What you return should be the lines from the first line of the records below through the line holding "pub struct DecideArgs", unchanged.

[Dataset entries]
--- --- ---
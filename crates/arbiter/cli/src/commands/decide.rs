//! `arbiter decide`

use std::fs;
use std::path::{Path, PathBuf};

use arbiter_engine::{ArbitrationEngine, Profile};
use arbiter_policy::SilenceAuthorization;
use arbiter_types::{DecisionContext, ResonanceSignal, SafetyIndex};
use clap::Args;

use crate::config::ArbiterConfig;
use crate::error::{CliError, CliResult};
use crate::output::{print_json, print_success};

#[derive(Args, Debug)]
pub struct DecideArgs {
    /// JSON file holding the decision context (id, options, lineage_refs)
    #[arg(long, value_name = "FILE")]
    pub context: PathBuf,

    /// Human resonance level in [0, 1]
    #[arg(long)]
    pub level: f64,

    /// Length of the observation window in seconds
    #[arg(long)]
    pub window_sec: u64,

    /// Structural safety index
    #[arg(long)]
    pub safety: f64,

    /// Additional named safety metric (repeatable)
    #[arg(long = "metric", value_name = "NAME=VALUE")]
    pub metrics: Vec<String>,

    /// Policy profile: v4 (dialogue-first) or v5 (governance)
    #[arg(long)]
    pub profile: String,

    /// Append the trace to the audit log
    #[arg(long)]
    pub append: bool,

    /// Explain each rule check on stderr
    #[arg(long)]
    pub explain: bool,
}

pub fn execute(args: DecideArgs, config: &ArbiterConfig) -> CliResult<()> {
    // Nothing is printed unless the requested append can also happen.
    let log = if args.append {
        Some(super::open_log(config)?)
    } else {
        None
    };

    let context = load_context(&args.context)?;
    let resonance = ResonanceSignal::new(args.level, args.window_sec)?;
    let mut safety = SafetyIndex::new(args.safety)?;
    for metric in &args.metrics {
        let (name, value) = parse_metric(metric)?;
        safety = safety.with_metric(name, value)?;
    }

    let engine = super::engine(config)?;
    let trace = engine.decide_str(&context, &resonance, &safety, &args.profile)?;
    let record = log.map(|log| log.append(&trace)).transpose()?;

    if args.explain {
        explain(&engine, &context, &resonance, &safety, &args.profile);
    }
    print_json(&trace)?;

    if let Some(record) = record {
        print_success(&format!(
            "appended {} to {} (digest {})",
            trace.decision_id(),
            config.audit.log_path.display(),
            &record.digest[..12]
        ));
    }
    Ok(())
}

pub fn load_context(path: &Path) -> CliResult<DecisionContext> {
    let raw = fs::read_to_string(path).map_err(|source| CliError::Read {
        path: path.to_path_buf(),
        source,
    })?;
    serde_json::from_str(&raw).map_err(|source| CliError::Context {
        path: path.to_path_buf(),
        source,
    })
}

fn parse_metric(metric: &str) -> CliResult<(&str, f64)> {
    let invalid = || CliError::InvalidMetric(metric.to_string());
    let (name, value) = metric.split_once('=').ok_or_else(invalid)?;
    let value = value.trim().parse::<f64>().map_err(|_| invalid())?;
    let name = name.trim();
    if name.is_empty() {
        return Err(invalid());
    }
    Ok((name, value))
}

fn explain(
    engine: &ArbitrationEngine,
    context: &DecisionContext,
    resonance: &ResonanceSignal,
    safety: &SafetyIndex,
    profile: &str,
) {
    let params = engine.parameters();
    let silence = SilenceAuthorization::new(params);
    let profile = profile.parse::<Profile>().map(|p| p.to_string());

    eprintln!("profile: {}", profile.as_deref().unwrap_or("?"));
    eprintln!(
        "consult check: level {} > anchor base {} -> {}",
        resonance.level(),
        params.anchor_weight_base,
        resonance.level() > params.anchor_weight_base
    );
    eprintln!(
        "silence check: silent={} window {}s >= {}s -> {}",
        resonance.is_silent(),
        resonance.window_sec(),
        silence.silence_threshold_sec(),
        silence.silence_expired(resonance)
    );
    eprintln!(
        "safety check: {} < {} -> {}",
        safety.value(),
        silence.safety_critical_threshold(),
        silence.structurally_critical(safety)
    );
    eprintln!("minimal-intervention ranking (1-reversibility, minimality, friction):");
    for (rank, option) in engine.selector().rank(context.options()).iter().enumerate() {
        eprintln!(
            "  {}. {} ({:.2}, {:.2}, {:.2})",
            rank + 1,
            option.id(),
            1.0 - option.reversibility(),
            option.minimality(),
            option.friction()
        );
    }
}
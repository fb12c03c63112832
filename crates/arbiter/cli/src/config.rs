//! Configuration for the arbiter CLI

use std::env;
use std::path::PathBuf;

use arbiter_audit::AuditKey;
use arbiter_types::ConsensusParameters;
use serde::{Deserialize, Serialize};

use crate::error::{CliError, CliResult};

/// Prefix for environment overrides, e.g. `ARBITER_AUDIT__LOG_PATH`.
pub const ENV_PREFIX: &str = "ARBITER";

/// Main CLI configuration
#[derive(Debug, Clone, Default, Serialize, Deserialize)]
pub struct ArbiterConfig {
    /// Consensus thresholds and weights
    #[serde(default)]
    pub consensus: ConsensusParameters,

    /// Decision log configuration
    #[serde(default)]
    pub audit: AuditConfig,

    /// Logging configuration
    #[serde(default)]
    pub logging: LoggingConfig,
}

/// Decision log configuration
#[derive(Debug, Clone, Serialize, Deserialize)]
pub struct AuditConfig {
    /// Path of the JSON Lines log
    #[serde(default = "default_log_path")]
    pub log_path: PathBuf,

    /// Name of the environment variable holding the log secret
    #[serde(default = "default_secret_env")]
    pub secret_env: String,
}

impl Default for AuditConfig {
    fn default() -> Self {
        Self {
            log_path: default_log_path(),
            secret_env: default_secret_env(),
        }
    }
}

impl AuditConfig {
    /// Read the log secret from the configured environment variable.
    pub fn key(&self) -> CliResult<AuditKey> {
        match env::var(&self.secret_env) {
            Ok(secret) if !secret.trim().is_empty() => Ok(AuditKey::from_secret_str(&secret)?),
            _ => Err(CliError::MissingSecret(self.secret_env.clone())),
        }
    }
}

/// Logging configuration
#[derive(Debug, Clone, Serialize, Deserialize)]
pub struct LoggingConfig {
    /// Log level
    #[serde(default = "default_log_level")]
    pub level: String,

    /// JSON format
    #[serde(default)]
    pub json: bool,
}

impl Default for LoggingConfig {
    fn default() -> Self {
        Self {
            level: default_log_level(),
            json: false,
        }
    }
}

fn default_log_path() -> PathBuf {
    PathBuf::from("arbiter-decisions.jsonl")
}

fn default_secret_env() -> String {
    "ARBITER_AUDIT_SECRET".to_string()
}

fn default_log_level() -> String {
    "warn".to_string()
}

impl ArbiterConfig {
    /// Load configuration: defaults, then the optional file, then
    /// `ARBITER_*` environment variables (`__` separates sections).
    pub fn load(path: Option<&str>) -> Result<Self, config::ConfigError> {
        let mut builder = config::Config::builder();

        builder = builder.add_source(config::Config::try_from(&ArbiterConfig::default())?);

        if let Some(path) = path {
            builder = builder.add_source(config::File::with_name(path).required(true));
        }

        builder = builder.add_source(
            config::Environment::with_prefix(ENV_PREFIX)
                .prefix_separator("_")
                .separator("__")
                .try_parsing(true),
        );

        builder.build()?.try_deserialize()
    }
}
--- --- ---
• _Your solution_
filename crates/arbiter/cli/src/commands/decide.rs
//! `arbiter decide`

use std::fs;
use std::path::{Path, PathBuf};

use arbiter_engine::{ArbitrationEngine, Profile};
use arbiter_policy::SilenceAuthorization;
use arbiter_types::{DecisionContext, ResonanceSignal, SafetyIndex};
use clap::Args;

use crate::config::ArbiterConfig;
use crate::error::{CliError, CliResult};
use crate::output::{print_json, print_success};

#[derive(Args, Debug)]
pub struct DecideArgs {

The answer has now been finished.